The MySQL escape functions are named the way they are because that's what they are called in the MySQL API, which PHP exposes pretty much verbatim. I don't see a lot of people using that interface in new PHP code (because Laravel and PDO), but it comes up on older code.

Again the problem is not obscure function names or that PHP makes it possible to shoot yourself in the foot. The problem is a whole lot of inexperienced programmers (and quite a few who should know better) not understanding the problem in the first place. If you don't know what SQL injection is or how it happens or how code can make it possible you aren't going to know how to protect against it. PHP does do it for you if you use PDO (more than 15 years old at this point), or any of the numerous other safe RDBMS libraries. This is like complaining that Honda makes shitty cars because some people put glass packs and spoilers on a Civic -- people use languages and tools wrong out of ignorance and inexperience.
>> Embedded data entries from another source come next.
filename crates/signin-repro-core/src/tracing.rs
//! Tracing setup for signin-repro
//!
//! Every diagnostic log line is mirrored through `tracing`, so the subscriber
//! installed here is the "process debug output" of the harness. Events go to
//! stderr; stdout carries the rendered screen.
//!
//! The CLI picks [`TracingConfig::default`] or [`TracingConfig::cli_debug`]
//! and may override the format from `--log-format`. [`TracingConfig::capture`]
//! records a whole repro session as JSON lines.

use std::str::FromStr;

use thiserror::Error;
use tracing::Level;
use tracing_subscriber::{
    EnvFilter, Layer, Registry,
    fmt::{self, format::FmtSpan},
    prelude::*,
};

/// Filter target prefix shared by every crate of the workspace.
pub const TARGET_PREFIX: &str = "signin_repro";

/// Errors that can occur during tracing initialization
#[derive(Debug, Error)]
pub enum TracingError {
    /// Failed to set global subscriber
    #[error("failed to set global tracing subscriber: {0}")]
    SetGlobalSubscriber(#[from] tracing::subscriber::SetGlobalDefaultError),

    /// Failed to parse env filter directive
    #[error("failed to parse env filter: {0}")]
    EnvFilter(#[from] tracing_subscriber::filter::ParseError),

    /// Unknown output format name
    #[error("unknown tracing output format: {0}")]
    UnknownFormat(String),
}

/// Output format for tracing logs
#[derive(Debug, Clone, Copy, Default, PartialEq, Eq)]
pub enum TracingOutputFormat {
    /// Human-readable pretty format
    Pretty,
    /// Compact single-line format (default, closest to a device console)
    #[default]
    Compact,
    /// JSON format, one object per line
    Json,
}

impl TracingOutputFormat {
    /// Returns the name accepted by [`FromStr`].
    pub fn as_str(&self) -> &'static str {
        match self {
            Self::Pretty => "pretty",
            Self::Compact => "compact",
            Self::Json => "json",
        }
    }
}

impl FromStr for TracingOutputFormat {
    type Err = TracingError;

    fn from_str(s: &str) -> Result<Self, Self::Err> {
        match s.trim().to_ascii_lowercase().as_str() {
            "pretty" => Ok(Self::Pretty),
            "compact" => Ok(Self::Compact),
            "json" => Ok(Self::Json),
            other => Err(TracingError::UnknownFormat(other.to_string())),
        }
    }
}

/// Configuration for tracing initialization
#[derive(Debug, Clone)]
pub struct TracingConfig {
    /// The default log level when RUST_LOG is not set
    pub default_level: Level,
    /// Output format for log messages
    pub output_format: TracingOutputFormat,
    /// Whether to include file/line information in logs
    pub include_location: bool,
    /// Whether to include target (module path) in logs
    pub include_target: bool,
    /// Whether to include timestamps
    pub include_timestamp: bool,
    /// Whether to include span events (enter/exit)
    pub include_span_events: bool,
    /// Custom env filter directive (overrides default_level if set)
    pub env_filter: Option<String>,
}

impl Default for TracingConfig {
    fn default() -> Self {
        Self {
            default_level: Level::WARN,
            output_format: TracingOutputFormat::Compact,
            include_location: false,
            include_target: false,
            include_timestamp: true,
            include_span_events: false,
            env_filter: None,
        }
    }
}

impl TracingConfig {
    /// Create a config for interactive debugging: every mirrored log line and
    /// provider call is shown with its source location.
    #[must_use]
    pub fn cli_debug() -> Self {
        Self {
            default_level: Level::DEBUG,
            output_format: TracingOutputFormat::Compact,
            include_location: true,
            include_target: true,
            include_timestamp: false,
            include_span_events: false,
            env_filter: None,
        }
    }

    /// Create a config for capturing a whole repro session as JSON lines.
    #[must_use]
    pub fn capture() -> Self {
        Self {
            default_level: Level::DEBUG,
            output_format: TracingOutputFormat::Json,
            include_location: true,
            include_target: true,
            include_timestamp: true,
            include_span_events: true,
            env_filter: None,
        }
    }

    /// Set the default log level
    #[must_use]
    pub fn with_level(mut self, level: Level) -> Self {
        self.default_level = level;
        self
    }

    /// Set the output format
    #[must_use]
    pub fn with_format(mut self, format: TracingOutputFormat) -> Self {
        self.output_format = format;
        self
    }

    /// Set a custom env filter directive
    #[must_use]
    pub fn with_env_filter(mut self, filter: impl Into<String>) -> Self {
        self.env_filter = Some(filter.into());
        self
    }

    /// Returns the directive used when neither `env_filter` nor `RUST_LOG` is set.
    pub fn default_directive(&self) -> String {
        format!("{}={}", TARGET_PREFIX, self.default_level)
    }
}

/// Initialize tracing with the given configuration.
///
/// Call once at startup. `RUST_LOG` overrides the default level.
///
/// # Errors
///
/// Returns an error if the global subscriber has already been set or if
/// the env filter directive is invalid.
pub fn init_tracing(config: TracingConfig) -> Result<(), TracingError> {
    let env_filter = match config.env_filter {
        Some(ref filter) => EnvFilter::try_new(filter)?,
        None => EnvFilter::try_from_default_env()
            .unwrap_or_else(|_| EnvFilter::new(config.default_directive())),
    };

    let span_events = if config.include_span_events {
        FmtSpan::NEW | FmtSpan::CLOSE
    } else {
        FmtSpan::NONE
    };

    let layer = fmt::layer()
        .with_writer(std::io::stderr)
        .with_file(config.include_location)
        .with_line_number(config.include_location)
        .with_target(config.include_target)
        .with_span_events(span_events);

    let layer: Box<dyn Layer<Registry> + Send + Sync> = match config.output_format {
        TracingOutputFormat::Pretty => layer.pretty().boxed(),
        TracingOutputFormat::Json => layer.json().boxed(),
        TracingOutputFormat::Compact if config.include_timestamp => layer.compact().boxed(),
        TracingOutputFormat::Compact => layer.compact().without_time().boxed(),
    };

    let subscriber = tracing_subscriber::registry().with(layer).with(env_filter);
    tracing::subscriber::set_global_default(subscriber)?;
    Ok(())
}
//! IdentityProvider trait, sign-in reconciler and scripted provider.
//!
//! - [`IdentityProvider`] - the capability surface of a native sign-in SDK
//! - [`Reconciler`] - turns one sign-in attempt into a [`SignInOutcome`]
//! - [`ScriptedProvider`] - plays back a [`ProviderScript`] for repro runs
//! - [`AuthError`] - error taxonomy for provider operations
//!
//! # Architecture
//!
//! ```text
//! ┌──────────────────┐    ┌──────────────────┐
//! │  native SDK      │    │  scenario file   │
//! └────────┬─────────┘    └────────┬─────────┘
//!          │                       │
//!          ▼                       ▼
//! ┌──────────────────┐    ┌──────────────────┐
//! │ (host binding)   │    │ ScriptedProvider │
//! └────────┬─────────┘    └────────┬─────────┘
//!          │   IdentityProvider    │
//!          └───────────┬───────────┘
//!                      ▼
//!               ┌────────────┐      ┌──────────┐
//!               │ Reconciler │ ───▶ │ LogStore │
//!               └─────┬──────┘      └──────────┘
//!                     ▼
//!              ┌───────────────┐
//!              │ SignInOutcome │
//!              └───────────────┘
//! ```

pub mod config;
pub mod error;
pub mod outcome;
pub mod provider;
pub mod reconciler;
pub mod scripted;

pub use config::SignInConfig;
pub use error::{AuthError, AuthErrorCode, AuthResult};
pub use outcome::{SignInOutcome, SignedIn};
pub use provider::{
    BoxFuture, CachedTokens, IdentityProvider, SignInResponse, UserProfile, UserSession,
};
pub use reconciler::{Reconciler, RecoveryStrategy};
pub use scripted::{ProviderCall, ProviderScript, ScriptedProvider, ScriptedResponse};
//! Core types: diagnostic log store, URL sanitizing, tracing setup

pub mod links;
pub mod logs;
pub mod tracing;

pub use links::{CallbackSource, sanitize_url};
pub use logs::{LogObserver, LogSnapshot, LogStore, Subscription, format_line};
pub use crate::tracing::{TracingConfig, TracingError, TracingOutputFormat, init_tracing};
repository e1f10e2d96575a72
//! IdentityProvider trait definition.
//!
//! This module defines the [`IdentityProvider`] trait, the seam between the
//! reconciler and a native sign-in SDK, together with the response shapes
//! such an SDK hands back.

use std::fmt;
use std::future::Future;
use std::pin::Pin;

use serde::{Deserialize, Serialize};

use crate::config::SignInConfig;
use crate::error::AuthResult;

/// Profile of the signed-in user as cached by the SDK.
#[derive(Debug, Clone, Default, PartialEq, Eq, Serialize, Deserialize)]
#[serde(default)]
pub struct UserProfile {
    /// Stable account identifier.
    pub id: Option<String>,
    /// Account email address.
    pub email: Option<String>,
    /// Display name.
    pub name: Option<String>,
}

impl UserProfile {
    /// Creates a profile with only an email.
    pub fn with_email(email: impl Into<String>) -> Self {
        Self {
            email: Some(email.into()),
            ..Self::default()
        }
    }
}

/// A signed-in session: the ID token, if the SDK returned one, and the user.
#[derive(Debug, Clone, Default, PartialEq, Eq, Serialize, Deserialize)]
#[serde(default)]
pub struct UserSession {
    /// The OpenID Connect ID token. Opaque to this crate.
    pub id_token: Option<String>,
    /// The user the session belongs to.
    pub user: UserProfile,
}

impl UserSession {
    /// Creates a session with the given token and user.
    pub fn new(id_token: Option<String>, user: UserProfile) -> Self {
        Self { id_token, user }
    }

    /// Returns the ID token if it is present and non-empty.
    pub fn usable_token(&self) -> Option<&str> {
        self.id_token.as_deref().filter(|t| !t.is_empty())
    }

    /// Returns the user's email, if known.
    pub fn email(&self) -> Option<&str> {
        self.user.email.as_deref()
    }
}

/// Response of an interactive or silent sign-in call.
#[derive(Debug, Clone, PartialEq, Eq)]
pub enum SignInResponse {
    /// The SDK reports success. The session may still lack an ID token.
    Success(UserSession),
    /// The user dismissed the sign-in UI.
    Cancelled,
    /// Any other response, labelled by the SDK (e.g. `noSavedCredentialFound`).
    Other {
        /// The SDK's response type label.
        kind: String,
    },
}

impl SignInResponse {
    /// Creates an `Other` response.
    pub fn other(kind: impl Into<String>) -> Self {
        Self::Other { kind: kind.into() }
    }

    /// Returns the response type label.
    pub fn kind(&self) -> &str {
        match self {
            Self::Success(_) => "success",
            Self::Cancelled => "cancelled",
            Self::Other { kind } => kind,
        }
    }

    /// Returns the session of a successful response carrying a non-empty token.
    pub fn token_session(&self) -> Option<&UserSession> {
        match self {
            Self::Success(session) if session.usable_token().is_some() => Some(session),
            _ => None,
        }
    }
}

impl fmt::Display for SignInResponse {
    fn fmt(&self, f: &mut fmt::Formatter<'_>) -> fmt::Result {
        f.write_str(self.kind())
    }
}

/// Tokens held in the SDK's session store.
#[derive(Debug, Clone, Default, PartialEq, Eq, Serialize, Deserialize)]
#[serde(default)]
pub struct CachedTokens {
    /// Cached ID token.
    pub id_token: Option<String>,
    /// Cached access token.
    pub access_token: Option<String>,
}

/// A boxed future for async trait methods.
///
/// Boxing keeps the trait object-safe so the reconciler can hold an
/// `Arc<dyn IdentityProvider>`.
pub type BoxFuture<'a, T> = Pin<Box<dyn Future<Output = T> + Send + 'a>>;

/// The capability surface of a native sign-in SDK.
///
/// Implementations are opaque to the reconciler: it only relies on the
/// response shapes above. Synchronous methods read the SDK's local cache and
/// must not block on the network.
pub trait IdentityProvider: Send + Sync {
    /// Returns the name of this provider (e.g., "google", "scripted").
    fn name(&self) -> &str;

    /// Applies sign-in options. Called once before the first sign-in.
    fn configure(&self, config: &SignInConfig) -> AuthResult<()>;

    /// Verifies the identity service is reachable on this device.
    fn check_availability(&self) -> BoxFuture<'_, AuthResult<()>>;

    /// Runs the interactive sign-in.
    fn sign_in(&self) -> BoxFuture<'_, AuthResult<SignInResponse>>;

    /// Attempts to reuse an existing session without prompting.
    fn sign_in_silently(&self) -> BoxFuture<'_, AuthResult<SignInResponse>>;

    /// Whether the SDK remembers a previous sign-in on this device.
    fn has_previous_sign_in(&self) -> bool;

    /// Reads the tokens of the current session.
    fn get_tokens(&self) -> BoxFuture<'_, AuthResult<CachedTokens>>;

    /// Returns the cached current-user record.
    fn current_user(&self) -> Option<UserSession>;

    /// Revokes the app's access for the current user.
    fn revoke_access(&self) -> BoxFuture<'_, AuthResult<()>>;

    /// Signs the current user out locally.
    fn sign_out(&self) -> BoxFuture<'_, AuthResult<()>>;
}

#[cfg(test)]
mod tests {
    use super::*;

    #[test]
    fn response_kinds() {
        assert_eq!(
            SignInResponse::Success(UserSession::default()).kind(),
            "success"
        );
        assert_eq!(SignInResponse::Cancelled.kind(), "cancelled");
        assert_eq!(
            SignInResponse::other("noSavedCredentialFound").to_string(),
            "noSavedCredentialFound"
        );
    }

    #[test]
    fn usable_token_ignores_empty() {
        let session = UserSession::new(Some(String::new()), UserProfile::default());
        assert!(session.usable_token().is_none());

        let session = UserSession::new(Some("tok".into()), UserProfile::with_email("a@b.c"));
        assert_eq!(session.usable_token(), Some("tok"));
        assert_eq!(session.email(), Some("a@b.c"));
    }

    #[test]
    fn token_session_only_for_success_with_token() {
        let without = SignInResponse::Success(UserSession::default());
        assert!(without.token_session().is_none());
        assert!(SignInResponse::Cancelled.token_session().is_none());

        let with = SignInResponse::Success(UserSession::new(
            Some("tok".into()),
            UserProfile::default(),
        ));
        assert!(with.token_session().is_some());
    }

    #[test]
    fn session_deserializes_with_missing_fields() {
        let session: UserSession =
            serde_json::from_str(r#"{"user": {"email": "dev@example.com"}}"#).unwrap();
        assert!(session.id_token.is_none());
        assert_eq!(session.email(), Some("dev@example.com"));
    }
}
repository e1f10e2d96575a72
//! Host application lifecycle states.

use std::fmt;

use serde::{Deserialize, Serialize};

/// Foreground/background state reported by the host platform.
#[derive(Debug, Clone, Copy, PartialEq, Eq, Serialize, Deserialize)]
#[serde(rename_all = "lowercase")]
pub enum AppState {
    /// In the foreground and receiving events.
    Active,
    /// Transitioning, e.g. while the sign-in sheet is shown.
    Inactive,
    /// In the background.
    Background,
}

impl AppState {
    /// Label used in log lines.
    pub fn as_str(&self) -> &'static str {
        match self {
            Self::Active => "active",
            Self::Inactive => "inactive",
            Self::Background => "background",
        }
    }
}

impl fmt::Display for AppState {
    fn fmt(&self, f: &mut fmt::Formatter<'_>) -> fmt::Result {
        f.write_str(self.as_str())
    }
}
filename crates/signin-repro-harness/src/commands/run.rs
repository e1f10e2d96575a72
//! Scenario replay command.

use std::path::Path;
use std::sync::{Arc, Mutex, PoisonError};

use signin_repro_core::{LogObserver, LogSnapshot, LogStore};
use tracing::{debug, info};

use crate::analytics::init_analytics;
use crate::app::ReproApp;
use crate::config::HarnessConfig;
use crate::error::{HarnessError, HarnessResult};
use crate::render::render_screen;
use crate::scenario::Scenario;

/// Prints each newly appended log line to stdout.
///
/// The store notifies once per change, so a delivery that does not grow the
/// snapshot (the store is at capacity) carries exactly one new line at the
/// end. Lines are never compared by text: identical callbacks logged within
/// the same millisecond are all printed.
#[derive(Debug, Default)]
pub struct FollowPrinter {
    seen: Mutex<Option<usize>>,
}

impl FollowPrinter {
    /// The lines that should be printed for `snapshot`.
    fn next_lines(&self, snapshot: &[String]) -> Vec<String> {
        let mut seen = self.seen.lock().unwrap_or_else(PoisonError::into_inner);
        let previous = seen.replace(snapshot.len());

        match previous {
            None => snapshot.to_vec(),
            Some(0) if snapshot.is_empty() => Vec::new(),
            Some(_) if snapshot.is_empty() => vec!["--- logs cleared ---".to_string()],
            Some(len) if snapshot.len() > len => snapshot[len..].to_vec(),
            Some(_) => snapshot.last().cloned().into_iter().collect(),
        }
    }
}

impl LogObserver for FollowPrinter {
    fn on_logs(&self, snapshot: LogSnapshot) {
        for line in self.next_lines(&snapshot) {
            println!("{}", line);
        }
    }
}

/// Builds a host for `scenario` with a log store sized from `config`.
pub fn open_app(config: &HarnessConfig, scenario: &Scenario) -> ReproApp {
    let logs = Arc::new(LogStore::with_capacity(config.logs.capacity));
    ReproApp::new(scenario.provider(), logs)
}

/// Replays `scenario` against a fresh host and returns it.
pub async fn replay(
    config: &HarnessConfig,
    scenario: &Scenario,
    follow: bool,
) -> HarnessResult<ReproApp> {
    let sign_in_config = config
        .google
        .to_sign_in_config()
        .map_err(HarnessError::Config)?;

    let app = open_app(config, scenario);
    let follower = follow.then(|| {
        app.logs()
            .subscribe(Arc::new(FollowPrinter::default()))
    });

    if config.analytics.enabled {
        init_analytics(&scenario.analytics(), app.logs()).await;
    }
    app.start(&sign_in_config, scenario.initial_url.as_deref())?;

    for event in &scenario.events {
        debug!(?event, "applying host event");
        if let Some(outcome) = event.apply(&app).await {
            info!(status = outcome.status(), "sign-in press finished");
        }
    }

    if let Some(follower) = follower {
        follower.unsubscribe();
    }
    Ok(app)
}

/// Runs the scenario at `path` and prints the final screen.
pub async fn run(config: &HarnessConfig, path: &Path, follow: bool) -> HarnessResult<()> {
    let scenario = Scenario::load(path)?;
    info!(
        scenario = scenario.display_name(),
        events = scenario.events.len(),
        "replaying scenario"
    );

    let app = replay(config, &scenario, follow).await?;
    if follow {
        println!();
    }
    println!("{}", render_screen(&app.screen()));
    Ok(())
}
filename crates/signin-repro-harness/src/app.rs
//! The repro host.
//!
//! [`ReproApp`] plays the role of the single screen of the repro app: it owns
//! the sign-in button's loading state, the last result, the latest callback
//! URL and a live copy of the diagnostic log.

use std::fmt;
use std::sync::atomic::{AtomicBool, Ordering};
use std::sync::{Arc, Mutex, MutexGuard, PoisonError};

use signin_repro_auth::{IdentityProvider, Reconciler, SignInConfig, SignInOutcome};
use signin_repro_core::{CallbackSource, LogSnapshot, LogStore, Subscription, sanitize_url};
use tracing::{debug, warn};

use crate::error::HarnessResult;
use crate::lifecycle::AppState;

/// Status shown in the "Last result" card.
#[derive(Debug, Clone, Copy, PartialEq, Eq)]
pub enum ResultStatus {
    /// No attempt yet, or the session was cleared.
    Idle,
    /// An ID token was obtained.
    Success,
    /// The user dismissed the sheet and nothing was recovered.
    Cancelled,
    /// The response carried no ID token and nothing was recovered.
    NoIdToken,
    /// The attempt failed.
    Error,
}

impl ResultStatus {
    /// Label shown on screen.
    pub fn as_str(&self) -> &'static str {
        match self {
            Self::Idle => "idle",
            Self::Success => "success",
            Self::Cancelled => "cancelled",
            Self::NoIdToken => "no-id-token",
            Self::Error => "error",
        }
    }
}

impl fmt::Display for ResultStatus {
    fn fmt(&self, f: &mut fmt::Formatter<'_>) -> fmt::Result {
        f.write_str(self.as_str())
    }
}

/// Status plus a human-readable summary.
#[derive(Debug, Clone, PartialEq, Eq)]
pub struct LastResult {
    /// Outcome category.
    pub status: ResultStatus,
    /// Summary line.
    pub detail: String,
}

impl LastResult {
    /// An idle result with the given detail.
    pub fn idle(detail: impl Into<String>) -> Self {
        Self {
            status: ResultStatus::Idle,
            detail: detail.into(),
        }
    }

    /// Summarizes a sign-in outcome.
    pub fn from_outcome(outcome: &SignInOutcome) -> Self {
        match outcome {
            SignInOutcome::Success(signed_in) => Self {
                status: ResultStatus::Success,
                detail: format!(
                    "success (success), idTokenLength={}",
                    signed_in.token_len()
                ),
            },
            SignInOutcome::Cancelled => Self {
                status: ResultStatus::Cancelled,
                detail: "cancelled".to_string(),
            },
            SignInOutcome::NoIdToken { response_kind } => Self {
                status: ResultStatus::NoIdToken,
                detail: format!("no-id-token ({})", response_kind),
            },
            SignInOutcome::Error { message } => Self {
                status: ResultStatus::Error,
                detail: message.clone(),
            },
        }
    }
}

impl Default for LastResult {
    fn default() -> Self {
        Self::idle("No sign-in attempt yet.")
    }
}

/// Everything the screen displays.
#[derive(Debug, Clone, PartialEq, Eq)]
pub struct Screen {
    /// Latest sanitized callback URL, `none` before the first one.
    pub latest_url: String,
    /// Email of the provider's cached current user.
    pub current_email: Option<String>,
    /// The "Last result" card.
    pub last_result: LastResult,
    /// Whether the sign-in button is disabled.
    pub loading: bool,
    /// Diagnostic log lines, oldest first.
    pub logs: Vec<String>,
}

#[derive(Debug, Default)]
struct ViewState {
    last_result: LastResult,
    latest_url: Option<String>,
    link_url: Option<String>,
}

/// The repro screen's state and handlers.
pub struct ReproApp {
    logs: Arc<LogStore>,
    reconciler: Reconciler,
    loading: AtomicBool,
    view: Mutex<ViewState>,
    screen_logs: Arc<Mutex<LogSnapshot>>,
    subscription: Option<Subscription>,
}

impl fmt::Debug for ReproApp {
    fn fmt(&self, f: &mut fmt::Formatter<'_>) -> fmt::Result {
        f.debug_struct("ReproApp")
            .field("reconciler", &self.reconciler)
            .field("loading", &self.is_loading())
            .finish()
    }
}

/// Clears the loading flag when the sign-in handler exits, whichever path
/// it takes.
struct LoadingGuard<'a>(&'a AtomicBool);

impl Drop for LoadingGuard<'_> {
    fn drop(&mut self) {
        self.0.store(false, Ordering::SeqCst);
    }
}

impl ReproApp {
    /// Creates the host and subscribes it to `logs`.
    pub fn new(provider: Arc<dyn IdentityProvider>, logs: Arc<LogStore>) -> Self {
        let screen_logs: Arc<Mutex<LogSnapshot>> = Arc::new(Mutex::new(Arc::from(Vec::new())));

        let sink = Arc::clone(&screen_logs);
        let subscription = logs.subscribe(Arc::new(move |snapshot: LogSnapshot| {
            *sink.lock().unwrap_or_else(PoisonError::into_inner) = snapshot;
        }));

        Self {
            reconciler: Reconciler::new(provider, Arc::clone(&logs)),
            logs,
            loading: AtomicBool::new(false),
            view: Mutex::new(ViewState::default()),
            screen_logs,
            subscription: Some(subscription),
        }
    }

    /// Configures the provider and records the launch URL.
    pub fn start(&self, config: &SignInConfig, launch_url: Option<&str>) -> HarnessResult<()> {
        if let Err(err) = self.reconciler.configure(config) {
            self.logs
                .append(format!("[Repro][SignIn] configure failed: {}", err));
            return Err(err.into());
        }
        self.incoming_url(CallbackSource::Initial, launch_url);
        Ok(())
    }

    /// The shared log store.
    pub fn logs(&self) -> &Arc<LogStore> {
        &self.logs
    }

    /// The reconciler behind the sign-in button.
    pub fn reconciler(&self) -> &Reconciler {
        &self.reconciler
    }

    /// Whether a sign-in attempt is outstanding.
    pub fn is_loading(&self) -> bool {
        self.loading.load(Ordering::SeqCst)
    }

    /// Handles the sign-in button.
    ///
    /// Returns `None` without doing anything if an attempt is already
    /// outstanding.
    pub async fn press_sign_in(&self) -> Option<SignInOutcome> {
        if self
            .loading
            .compare_exchange(false, true, Ordering::SeqCst, Ordering::SeqCst)
            .is_err()
        {
            debug!("sign-in already in progress, ignoring press");
            return None;
        }
        let _guard = LoadingGuard(&self.loading);

        self.logs.append("[Repro][SignIn] Google sign-in start");
        let outcome = self.reconciler.attempt_sign_in().await;

        match outcome {
            SignInOutcome::Success(ref signed_in) => self.logs.append(format!(
                "[Repro][SignIn] success type=success email={} idTokenLength={}",
                signed_in.email_or_none(),
                signed_in.token_len()
            )),
            SignInOutcome::Cancelled => self.logs.append("[Repro][SignIn] cancelled"),
            SignInOutcome::NoIdToken { ref response_kind } => self.logs.append(format!(
                "[Repro][SignIn] no-id-token responseType={}",
                response_kind
            )),
            SignInOutcome::Error { ref message } => {
                warn!(%message, "sign-in attempt failed");
                self.logs.append(format!("[Repro][SignIn] ERROR {}", message))
            }
        }

        self.view().last_result = LastResult::from_outcome(&outcome);
        Some(outcome)
    }

    /// Handles the "Clear Session" button.
    pub async fn press_clear_session(&self) {
        self.reconciler.clear_session().await;
        self.logs.append("[Repro][SignIn] Session cleared");
        self.view().last_result = LastResult::idle("Session cleared");
    }

    /// Handles the "Clear Logs" button.
    pub fn press_clear_logs(&self) {
        self.logs.clear();
        self.logs.append("[Repro] Logs cleared");
    }

    /// Records a URL delivered to the app. `None` is ignored.
    pub fn incoming_url(&self, source: CallbackSource, url: Option<&str>) {
        let Some(url) = url else {
            return;
        };

        let sanitized = sanitize_url(url);
        {
            let mut view = self.view();
            if source == CallbackSource::Initial {
                view.link_url = Some(url.to_string());
            }
            view.latest_url = Some(sanitized.clone());
        }
        self.logs
            .append(format!("[Repro][DeepLink] {}: {}", source, sanitized));
    }

    /// Records a lifecycle transition. Returning to the foreground re-reads
    /// the launch URL.
    pub fn app_state_changed(&self, state: AppState) {
        self.logs.append(format!("[Repro][AppState] {}", state));

        if state == AppState::Active {
            let link = self.view().link_url.clone();
            self.incoming_url(CallbackSource::Foreground, link.as_deref());
        }
    }

    /// Email of the provider's cached current user.
    pub fn current_user_email(&self) -> Option<String> {
        self.reconciler.current_signed_in_email()
    }

    /// The last result card.
    pub fn last_result(&self) -> LastResult {
        self.view().last_result.clone()
    }

    /// The latest sanitized callback URL, `none` if nothing arrived yet.
    pub fn latest_url(&self) -> String {
        self.view()
            .latest_url
            .clone()
            .unwrap_or_else(|| "none".to_string())
    }

    /// Lines as last delivered to the screen's subscription.
    pub fn screen_logs(&self) -> LogSnapshot {
        Arc::clone(&self.screen_logs.lock().unwrap_or_else(PoisonError::into_inner))
    }

    /// Current view model.
    pub fn screen(&self) -> Screen {
        Screen {
            latest_url: self.latest_url(),
            current_email: self.current_user_email(),
            last_result: self.last_result(),
            loading: self.is_loading(),
            logs: self.screen_logs().to_vec(),
        }
    }

    fn view(&self) -> MutexGuard<'_, ViewState> {
        self.view.lock().unwrap_or_else(PoisonError::into_inner)
    }
}

impl Drop for ReproApp {
    fn drop(&mut self) {
        if let Some(subscription) = self.subscription.take() {
            subscription.unsubscribe();
        }
    }
}
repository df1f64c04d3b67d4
use serde_json::Value;

/// Pretty-print JSON to stdout.
pub fn print_json(value: &Value) {
    match serde_json::to_string_pretty(value) {
        Ok(s) => println!("{s}"),
        Err(e) => eprintln!("JSON serialization error: {e}"),
    }
}
use clap::Args;
use serde_json::Value;

use rental_finance_core::tax::liability::{self, TaxLiabilityInput};
use rental_finance_core::EngineConfig;

use crate::input;

/// Arguments for a single-period tax liability
#[derive(Args)]
pub struct TaxArgs {
    /// Path to JSON input file with a `receipts` array
    #[arg(long)]
    pub input: Option<String>,
}

/// Arguments for month-by-month tax liabilities
#[derive(Args)]
pub struct TaxMonthlyArgs {
    /// Path to JSON input file with a `receipts` array spanning several months
    #[arg(long)]
    pub input: Option<String>,
}

pub fn run_tax(
    args: TaxArgs,
    config: &EngineConfig,
) -> Result<Value, Box<dyn std::error::Error>> {
    let tax_input: TaxLiabilityInput =
        input::read_payload(args.input.as_deref(), "tax liability")?;
    let result = liability::calculate_tax_liability_with(&tax_input, &config.tax_table)?;
    Ok(serde_json::to_value(result)?)
}

pub fn run_tax_monthly(
    args: TaxMonthlyArgs,
    config: &EngineConfig,
) -> Result<Value, Box<dyn std::error::Error>> {
    let tax_input: TaxLiabilityInput =
        input::read_payload(args.input.as_deref(), "monthly tax liability")?;
    let result = liability::calculate_monthly_tax_liabilities(&tax_input, &config.tax_table)?;
    Ok(serde_json::to_value(result)?)
}
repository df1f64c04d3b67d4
pub mod config;
pub mod dates;
pub mod entities;
pub mod error;
pub mod types;

#[cfg(feature = "tax")]
pub mod tax;

#[cfg(feature = "delinquency")]
pub mod delinquency;

#[cfg(feature = "apportionment")]
pub mod apportionment;

#[cfg(feature = "occupancy")]
pub mod occupancy;

#[cfg(feature = "cash_flow")]
pub mod cash_flow;

pub use config::EngineConfig;
pub use entities::*;
pub use error::RentalFinanceError;
pub use types::*;

/// Standard result type for all rental-finance operations
pub type RentalFinanceResult<T> = Result<T, RentalFinanceError>;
I think it's clear that PHP has been taken seriously for some time, even if largely because of WordPress. It's not going to die off or get relegated to the language ghetto because it has some (obvious, well-known) flaws that serious programmers have known how to live with for literally decades. Regardless of what you think or see on Upwork, PHP contractors are not cheap. No one who can and will work on legacy code is cheap because most programmers won't even do that work if they can help it. Supporting legacy software, which includes improving and securing and upgrading it, is maybe the most lucrative and secure niche for programmers sitting there in plain sight.

corobo · on July 26, 2021

That command doesn't even exist anymore and hasn't since 2013

okeuro49 · on July 26, 2021

That's not completely true. Over its evolution, PHP has removed some functions completely to provide better and more secure functionality, such as mysql_* in PHP 7.

ericbarrett · on July 26, 2021

As another commenter points out, this is actually a quirk of the underlying MySQL C library, which has (or had) both functions.

hnick · on July 26, 2021

PHP (and old languages in general) are full of ASCII-only English-centric assumptions. I think both functions are now considered deprecated since we have even more variations like mysqli_real_escape_string (or just use PDO with bound params).

makeitdouble · on July 26, 2021

At this point there's a ton of CI tools to check for injection and dangerous patterns, and serious companies have been using them for years/decades now, ranging from local options to online tools like Scrutinizer or Sonarqube. I'd wager even PHPCs would catch the copy/pasted ones.

To me the language or online examples is no excuse for SQL injections for a long time now.